En una carretera arequipeña hacia la costa, con su esposa Lucía y mi madre, Carlos Amat y León me hablaba de la importancia de la fotografía en un país con pocos registros. También de un capitalismo horizontal, donde el dueño y el obrero se comuniquen y compartan intereses. Escuchaba con atención mis opiniones, y yo tenía 12 años. “Ojalá algún día te interese la fotografía” dijo, con su voz tranquila, mirando por la ventana los valles cercados por desiertos.
Por Diego Molina
¿Por qué a un agrónomo, economista, asesor internacional y ex ministro de Estado le interesaría compartir su visión con un adolescente? Me pregunté después de esa conversación. Y la respuesta es que Carlos tenía fe. Fe en las nuevas generaciones, en un país donde lo técnico, lo ético, lo equitativo y lo eficiente sobrepasara la bulla de las divisiones, muchas veces, imaginarias.

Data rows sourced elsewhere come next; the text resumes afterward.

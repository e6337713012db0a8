//! I/O error types.

use thiserror::Error;

/// Result type for I/O operations.
pub type Result<T> = std::result::Result<T, Error>;

/// I/O error types.
#[derive(Error, Debug)]
pub enum Error {
    /// File I/O error.
    #[error("I/O error: {0}")]
    Io(#[from] std::io::Error),

    /// Invalid file format.
    #[error("invalid file format: {0}")]
    Format(String),

    /// Buffer reservation failed.
    #[error("allocation failed: {0}")]
    Alloc(#[from] std::collections::TryReserveError),

    /// Core library error.
    #[error("core error: {0}")]
    Core(#[from] timetag_core::Error),
}
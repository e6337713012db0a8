//! timetag-io: Memory-mapped file I/O for timetag.
//!
//! This crate reads the binary dump format written by the tagger
//! acquisition software, parses per-channel offset calibration files,
//! and writes the ASCII result files consumed downstream.

mod error;
mod offset;
mod reader;
mod writer;

pub use error::{Error, Result};
pub use offset::{apply_offset_file, read_offsets};
pub use reader::{
    MappedFileReader, TagFileReader, CHANNEL_SIZE, HEADER_SIZE, RECORD_SIZE, TIMESTAMP_SIZE,
};
pub use writer::{
    write_coincidences, write_completion_sentinel, write_singles, write_stream_dump,
};
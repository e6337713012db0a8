//! ASCII writers for scan results and stream dumps.

use crate::Result;
use std::fs::File;
use std::io::{BufWriter, Write};
use std::path::Path;
use timetag_core::{CoincidenceTally, TagStream};

/// Writes per-channel singles counts, one `"<channel>\t<count>"` line per
/// channel with a nonzero count, in ascending channel order. Channels are
/// printed 1-based.
pub fn write_singles<P: AsRef<Path>>(path: P, tally: &CoincidenceTally) -> Result<()> {
    let mut writer = BufWriter::new(File::create(path)?);
    for (channel, &count) in tally.singles.iter().enumerate() {
        if count != 0 {
            writeln!(writer, "{}\t{}", channel + 1, count)?;
        }
    }
    writer.flush()?;
    Ok(())
}

/// Writes coincidence counts, one `"<key>\t<count>"` line per tuple, in
/// ascending key order.
pub fn write_coincidences<P: AsRef<Path>>(path: P, tally: &CoincidenceTally) -> Result<()> {
    let mut writer = BufWriter::new(File::create(path)?);
    for (key, count) in &tally.coincidences {
        writeln!(writer, "{}\t{}", key, count)?;
    }
    writer.flush()?;
    Ok(())
}

/// Dumps a stream as `"<timestamp> <external_channel>"` lines.
pub fn write_stream_dump<P: AsRef<Path>>(path: P, stream: &TagStream) -> Result<()> {
    let mut writer = BufWriter::new(File::create(path)?);
    for i in 0..stream.len() {
        writeln!(writer, "{} {}", stream.timestamp(i), stream.external_channel(i))?;
    }
    writer.flush()?;
    Ok(())
}

/// Writes the completion sentinel consumed by the acquisition scripts.
pub fn write_completion_sentinel<P: AsRef<Path>>(path: P) -> Result<()> {
    let mut writer = BufWriter::new(File::create(path)?);
    writer.write_all(b"Task completed.\n")?;
    writer.flush()?;
    Ok(())
}
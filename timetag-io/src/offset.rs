//! Per-channel calibration offset files.
//!
//! An offset file lists one signed decimal integer per channel, separated
//! by whitespace. Surplus values are ignored; a shortfall is an error.

use crate::{Error, Result};
use std::path::Path;
use timetag_core::TagStream;

/// Reads `num_channels` signed offsets (in bins) from an ASCII file.
pub fn read_offsets<P: AsRef<Path>>(path: P, num_channels: u16) -> Result<Vec<i16>> {
    let text = std::fs::read_to_string(path)?;

    let mut offsets = Vec::with_capacity(num_channels as usize);
    for token in text.split_whitespace().take(num_channels as usize) {
        let value = token.parse::<i16>().map_err(|err| {
            Error::Format(format!("bad offset value {:?}: {}", token, err))
        })?;
        offsets.push(value);
    }

    if offsets.len() < num_channels as usize {
        return Err(Error::Format(format!(
            "offset file lists {} values, expected {}",
            offsets.len(),
            num_channels
        )));
    }

    Ok(offsets)
}

/// Reads an offset file and applies it to `stream` in one step.
pub fn apply_offset_file<P: AsRef<Path>>(stream: &mut TagStream, path: P) -> Result<()> {
    let offsets = read_offsets(path, stream.num_channels())?;
    stream.apply_offsets(&offsets)?;
    Ok(())
}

Sus años en la Universidad del Pacífico atestiguan esa convicción. Imposible contar cuántos estudiantes han sido transformados por su conocimiento de un Perú que investigaba y trabajaba. Carlos fue ministro de Fujimori en 1990 y de Valentín Paniagua en el 2000. Es decir, en las antípodas políticas, su temperamento y disposición prevalecía. También una característica de la que hemos perdido señal: su integridad. ¿De qué antigua mística hablamos? Uno pregunta en el Perú de crisis y corrupción.
La integridad debería ser lo más básico en una persona. Alguien en quien se puede confiar, que no traiciona sus convicciones. Porque su palabra lo representa. Así era Carlos y sus decisiones y amigos lo atestiguan. Yo creo que él pudo generar riqueza y poder con su experiencia. Esas prioridades desde Chota hasta San Isidro. Eso no le importaba. Porque había algo superior. Ese es el punto.

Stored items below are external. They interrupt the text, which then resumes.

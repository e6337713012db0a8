//! Structure-of-arrays event stream for time tagger data.
//!
//! A `TagStream` stores detection events in parallel vectors (timestamps
//! and raw channel numbers) rather than as an array of event structs.
//! The columnar layout keeps the hot scans (clock collection, windowed
//! coincidence search, merging) cache-friendly.

use crate::coincidence::{scan_coincidences, CoincidenceTally};
use crate::{Error, Result};
use rayon::prelude::*;

#[cfg(feature = "serde")]
use serde::{Deserialize, Serialize};

/// Average width of one TDC bin in seconds (81 ps).
pub const BIN_SIZE: f64 = 81e-12;

/// Number of TDC bins in one second of real time.
pub const ONE_SEC_BINS: u64 = 12_345_679_012;

/// Detection channels on one physical tagger box.
pub const CHANNELS_PER_BOX: u16 = 8;

/// Event count above which the offset shift runs on the rayon pool.
const PARALLEL_SHIFT_THRESHOLD: usize = 1 << 20;

/// A time-ordered stream of detection events from one logical unit:
/// a single tagger box, or the result of merging several boxes.
///
/// Raw channel numbers are always stored 0-based; the 1-based numbering
/// used in reports is derived through [`TagStream::external_channel`].
#[derive(Debug, Clone, PartialEq)]
#[cfg_attr(feature = "serde", derive(Serialize, Deserialize))]
pub struct TagStream {
    /// Columnar storage for event timestamps, in TDC bins.
    timestamps: Vec<u64>,
    /// Columnar storage for raw (0-based) channel numbers.
    channels: Vec<u16>,
    /// Channel count of the logical unit (8 per physical box, summed on merge).
    num_channels: u16,
    /// Box number, 1-based. Merged streams use box 1.
    box_number: u16,
    /// The 1-based channel number carrying the reference clock.
    clock_channel: u16,
    /// Per-channel calibration offsets, in bins. Zero until applied.
    offsets: Vec<i16>,
}

impl TagStream {
    /// Creates an empty stream with the given metadata.
    #[must_use]
    pub fn new(num_channels: u16, box_number: u16, clock_channel: u16) -> Self {
        Self::with_capacity(0, num_channels, box_number, clock_channel)
    }

    /// Creates an empty stream with room for `capacity` events.
    #[must_use]
    pub fn with_capacity(
        capacity: usize,
        num_channels: u16,
        box_number: u16,
        clock_channel: u16,
    ) -> Self {
        Self {
            timestamps: Vec::with_capacity(capacity),
            channels: Vec::with_capacity(capacity),
            num_channels,
            box_number,
            clock_channel,
            offsets: vec![0; num_channels as usize],
        }
    }

    /// Builds a stream from pre-filled columnar vectors.
    ///
    /// Validates that the vectors agree in length and that every raw
    /// channel number fits `num_channels`.
    pub fn from_parts(
        timestamps: Vec<u64>,
        channels: Vec<u16>,
        num_channels: u16,
        box_number: u16,
        clock_channel: u16,
    ) -> Result<Self> {
        if timestamps.len() != channels.len() {
            return Err(Error::LengthMismatch {
                timestamps: timestamps.len(),
                channels: channels.len(),
            });
        }
        if let Some(&bad) = channels.iter().find(|&&c| c >= num_channels) {
            return Err(Error::ChannelOutOfRange {
                channel: bad,
                num_channels,
            });
        }
        Ok(Self {
            timestamps,
            channels,
            num_channels,
            box_number,
            clock_channel,
            offsets: vec![0; num_channels as usize],
        })
    }

    /// Appends a single event.
    pub fn push(&mut self, timestamp: u64, channel: u16) {
        debug_assert!(channel < self.num_channels);
        self.timestamps.push(timestamp);
        self.channels.push(channel);
    }

    /// Returns the number of events in the stream.
    #[must_use]
    pub fn len(&self) -> usize {
        self.timestamps.len()
    }

    /// Returns true if the stream holds no events.
    #[must_use]
    pub fn is_empty(&self) -> bool {
        self.timestamps.is_empty()
    }

    /// Returns the timestamp of the event at `index`, in bins.
    #[must_use]
    pub fn timestamp(&self, index: usize) -> u64 {
        self.timestamps[index]
    }

    /// Returns the raw (0-based) channel of the event at `index`.
    #[must_use]
    pub fn raw_channel(&self, index: usize) -> u16 {
        self.channels[index]
    }

    /// Returns the timestamp column.
    #[must_use]
    pub fn timestamps(&self) -> &[u64] {
        &self.timestamps
    }

    /// Returns the raw channel column.
    #[must_use]
    pub fn channels(&self) -> &[u16] {
        &self.channels
    }

    /// Returns the channel count of the logical unit.
    #[must_use]
    pub fn num_channels(&self) -> u16 {
        self.num_channels
    }

    /// Returns the box number (1-based).
    #[must_use]
    pub fn box_number(&self) -> u16 {
        self.box_number
    }

    /// Returns the 1-based clock channel number.
    #[must_use]
    pub fn clock_channel(&self) -> u16 {
        self.clock_channel
    }

    /// Returns the per-channel calibration offsets.
    #[must_use]
    pub fn offsets(&self) -> &[i16] {
        &self.offsets
    }

    /// Returns the externally visible channel number of the event at `index`.
    ///
    /// Box 1 reports raw channels 0..=7 as 1..=8; every further box adds
    /// another 8, so box 2 reports 9..=16 and so on. Merged streams use
    /// box 1, where the projection reduces to `raw + 1`.
    #[must_use]
    pub fn external_channel(&self, index: usize) -> u16 {
        self.channels[index] + (self.box_number - 1) * CHANNELS_PER_BOX + 1
    }

    /// Returns true if the event at `index` is a clock tick.
    #[must_use]
    pub fn is_clock(&self, index: usize) -> bool {
        self.channels[index] + 1 == self.clock_channel
    }

    /// Collects the timestamps of all clock-channel events, in stream order.
    #[must_use]
    pub fn clock_timestamps(&self) -> Vec<u64> {
        self.timestamps
            .iter()
            .zip(self.channels.iter())
            .filter(|&(_, &c)| c + 1 == self.clock_channel)
            .map(|(&t, _)| t)
            .collect()
    }

    /// Returns the event index of the n-th clock tick, 1-indexed.
    pub fn nth_clock_index(&self, n: u64) -> Result<usize> {
        let mut seen = 0;
        for index in 0..self.len() {
            if self.is_clock(index) {
                seen += 1;
                if seen == n {
                    return Ok(index);
                }
            }
        }
        Err(Error::ClockNotFound {
            wanted: n,
            available: seen,
        })
    }

    /// Returns the smallest index whose timestamp lies at least one second
    /// past the first event, or `None` when the stream is shorter than a
    /// second of real time.
    #[must_use]
    pub fn one_second_index(&self) -> Option<usize> {
        let first = *self.timestamps.first()?;
        let index = self
            .timestamps
            .partition_point(|&t| t - first < ONE_SEC_BINS);
        (index < self.len()).then_some(index)
    }

    /// Returns the wall-clock span of the stream in seconds.
    #[must_use]
    pub fn duration_secs(&self) -> f64 {
        match (self.timestamps.first(), self.timestamps.last()) {
            (Some(&first), Some(&last)) => (last - first) as f64 * BIN_SIZE,
            _ => 0.0,
        }
    }

    /// Returns true if timestamps are non-decreasing across the stream.
    #[must_use]
    pub fn is_time_ordered(&self) -> bool {
        self.timestamps.windows(2).all(|w| w[0] <= w[1])
    }

    /// Applies per-channel calibration offsets and restores time order.
    ///
    /// The minimum signed offset (clamped to at most zero) is subtracted
    /// from every shift so no timestamp can underflow. Re-application is
    /// additive on top of already shifted timestamps; calibration is a
    /// one-shot step.
    ///
    /// Re-sorting uses insertion sort: per-channel offsets move events by
    /// a few bins at most, so the array stays near-sorted and the typical
    /// cost is O(n).
    pub fn apply_offsets(&mut self, offsets: &[i16]) -> Result<()> {
        if offsets.len() != self.num_channels as usize {
            return Err(Error::OffsetCount {
                expected: self.num_channels as usize,
                actual: offsets.len(),
            });
        }

        self.offsets.copy_from_slice(offsets);

        let min_offset = offsets.iter().copied().min().unwrap_or(0).min(0);
        let shifts: Vec<u64> = offsets
            .iter()
            .map(|&o| (i64::from(o) - i64::from(min_offset)) as u64)
            .collect();

        if self.len() >= PARALLEL_SHIFT_THRESHOLD {
            self.timestamps
                .par_iter_mut()
                .zip(self.channels.par_iter())
                .for_each(|(t, &c)| *t += shifts[c as usize]);
        } else {
            for (t, &c) in self.timestamps.iter_mut().zip(self.channels.iter()) {
                *t += shifts[c as usize];
            }
        }

        self.sort_by_timestamp();
        Ok(())
    }

    /// Finds exact n-fold coincidences and per-channel singles.
    ///
    /// See [`scan_coincidences`] for the window semantics.
    #[must_use]
    pub fn find_n_fold_coincidences(&self, fold: u16, window_bins: u64) -> CoincidenceTally {
        scan_coincidences(self, fold, window_bins)
    }

    /// In-place insertion sort of the (timestamp, channel) pairs.
    fn sort_by_timestamp(&mut self) {
        for i in 1..self.timestamps.len() {
            let timestamp = self.timestamps[i];
            let channel = self.channels[i];
            let mut j = i;
            while j > 0 && self.timestamps[j - 1] > timestamp {
                self.timestamps[j] = self.timestamps[j - 1];
                self.channels[j] = self.channels[j - 1];
                j -= 1;
            }
            self.timestamps[j] = timestamp;
            self.channels[j] = channel;
        }
    }
}

#[cfg(test)]
mod tests {
    use super::*;
    use approx::assert_relative_eq;

    fn stream_from_events(events: &[(u64, u16)], box_number: u16, clock: u16) -> TagStream {
        let timestamps = events.iter().map(|&(t, _)| t).collect();
        let channels = events.iter().map(|&(_, c)| c).collect();
        TagStream::from_parts(timestamps, channels, CHANNELS_PER_BOX, box_number, clock).unwrap()
    }

    #[test]
    fn test_push_and_accessors() {
        let mut stream = TagStream::with_capacity(4, 8, 1, 8);
        assert!(stream.is_empty());

        stream.push(100, 0);
        stream.push(200, 7);
        assert_eq!(stream.len(), 2);
        assert_eq!(stream.timestamp(0), 100);
        assert_eq!(stream.raw_channel(1), 7);
        assert_eq!(stream.num_channels(), 8);
        assert!(stream.is_time_ordered());
    }

    #[test]
    fn test_from_parts_rejects_bad_channel() {
        let err = TagStream::from_parts(vec![1, 2], vec![0, 8], 8, 1, 8).unwrap_err();
        assert!(matches!(
            err,
            Error::ChannelOutOfRange {
                channel: 8,
                num_channels: 8
            }
        ));
    }

    #[test]
    fn test_from_parts_rejects_length_mismatch() {
        let err = TagStream::from_parts(vec![1, 2, 3], vec![0], 8, 1, 8).unwrap_err();
        assert!(matches!(err, Error::LengthMismatch { .. }));
    }

    #[test]
    fn test_external_channel_projection() {
        let box1 = stream_from_events(&[(10, 0), (20, 7)], 1, 8);
        assert_eq!(box1.external_channel(0), 1);
        assert_eq!(box1.external_channel(1), 8);

        let box2 = stream_from_events(&[(10, 0), (20, 7)], 2, 8);
        assert_eq!(box2.external_channel(0), 9);
        assert_eq!(box2.external_channel(1), 16);
    }

    #[test]
    fn test_clock_predicates() {
        let stream = stream_from_events(&[(10, 0), (20, 7), (30, 7), (40, 1)], 1, 8);
        assert!(!stream.is_clock(0));
        assert!(stream.is_clock(1));
        assert_eq!(stream.clock_timestamps(), vec![20, 30]);
    }

    #[test]
    fn test_nth_clock_index() {
        let stream = stream_from_events(&[(10, 7), (20, 0), (30, 7), (40, 7)], 1, 8);
        assert_eq!(stream.nth_clock_index(1).unwrap(), 0);
        assert_eq!(stream.nth_clock_index(2).unwrap(), 2);
        assert_eq!(stream.nth_clock_index(3).unwrap(), 3);

        let err = stream.nth_clock_index(4).unwrap_err();
        assert!(matches!(
            err,
            Error::ClockNotFound {
                wanted: 4,
                available: 3
            }
        ));
    }

    #[test]
    fn test_one_second_index() {
        let stream = stream_from_events(
            &[
                (1000, 0),
                (2000, 1),
                (1000 + ONE_SEC_BINS - 1, 2),
                (1000 + ONE_SEC_BINS, 3),
                (1000 + ONE_SEC_BINS + 5, 4),
            ],
            1,
            8,
        );
        assert_eq!(stream.one_second_index(), Some(3));
    }

    #[test]
    fn test_one_second_index_short_stream() {
        let stream = stream_from_events(&[(1000, 0), (2000, 1)], 1, 8);
        assert_eq!(stream.one_second_index(), None);

        let empty = TagStream::new(8, 1, 8);
        assert_eq!(empty.one_second_index(), None);
    }

    #[test]
    fn test_duration_secs() {
        let stream = stream_from_events(&[(0, 0), (ONE_SEC_BINS, 1)], 1, 8);
        assert_relative_eq!(stream.duration_secs(), 1.0, max_relative = 1e-9);
    }

    #[test]
    fn test_apply_offsets_zero_is_identity() {
        let mut stream = stream_from_events(&[(100, 0), (110, 1), (120, 2)], 1, 8);
        let before = stream.clone();
        stream.apply_offsets(&[0; 8]).unwrap();
        assert_eq!(stream.timestamps(), before.timestamps());
        assert_eq!(stream.channels(), before.channels());
    }

    #[test]
    fn test_apply_offsets_negative_does_not_underflow() {
        // Channel 0 would go to -40 without the minimum-offset correction.
        let mut stream = stream_from_events(&[(10, 0), (20, 1)], 1, 8);
        let mut offsets = [0i16; 8];
        offsets[0] = -50;
        stream.apply_offsets(&offsets).unwrap();

        // Every timestamp is shifted up by 50, channel 0 additionally by -50.
        assert_eq!(stream.timestamp(0), 10);
        assert_eq!(stream.timestamp(1), 70);
        assert!(stream.is_time_ordered());
    }

    #[test]
    fn test_apply_offsets_resorts_events() {
        let mut stream = stream_from_events(&[(100, 0), (101, 1), (102, 0), (103, 1)], 1, 8);
        let mut offsets = [0i16; 8];
        offsets[1] = -3;
        stream.apply_offsets(&offsets).unwrap();

        assert!(stream.is_time_ordered());
        // Channel 1 events moved ahead of their channel 0 neighbors.
        assert_eq!(stream.timestamps(), &[101, 103, 103, 105]);
        assert_eq!(stream.channels(), &[1, 0, 1, 0]);
    }

    #[test]
    fn test_apply_offsets_wrong_count() {
        let mut stream = stream_from_events(&[(100, 0)], 1, 8);
        let err = stream.apply_offsets(&[0; 4]).unwrap_err();
        assert!(matches!(
            err,
            Error::OffsetCount {
                expected: 8,
                actual: 4
            }
        ));
    }
}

Su muerte ocurrió este 29 de julio, el día después de 201 años de la independencia. “No es cómo llegamos al bicentenario, si no cómo el bicentenario es un punto de inicio de una nueva visión de país y de una nueva manera de gobernarlo” escribió. Así como podía ser filosófico, podía aterrizar en formas para que los ministerios no abandonen a los gobiernos regionales en el cinismo y el robo. También destacó la convivencia del agro, la minería y el turismo con una visión de 40 años.
Carlos dejó varios libros. El más conocido es “El Perú nuestro de cada día: nueve ensayos para discutir y decidir”, en el que muestra su profundo conocimiento de nuestra heterogeneidad cultural y geográfica. Estaba escribiendo uno nuevo. Su publicación es necesaria, en un país urgido de registros e investigaciones. Porque las fuentes para leer nuestra realidad, lejos de los estereotipos de izquierda y derecha, son nuestros propios investigadores y ejecutores.
Ante los homenajes formales de la prensa, este adolescente, 32 años después, se considera mejor persona gracias a él. Ese también sería el destino de sus alumnos: profesionales que aplican lo que Carlos Amat y León llamaba, entre lo rural y lo urbano, entre la minería y el agro, “la concordia.”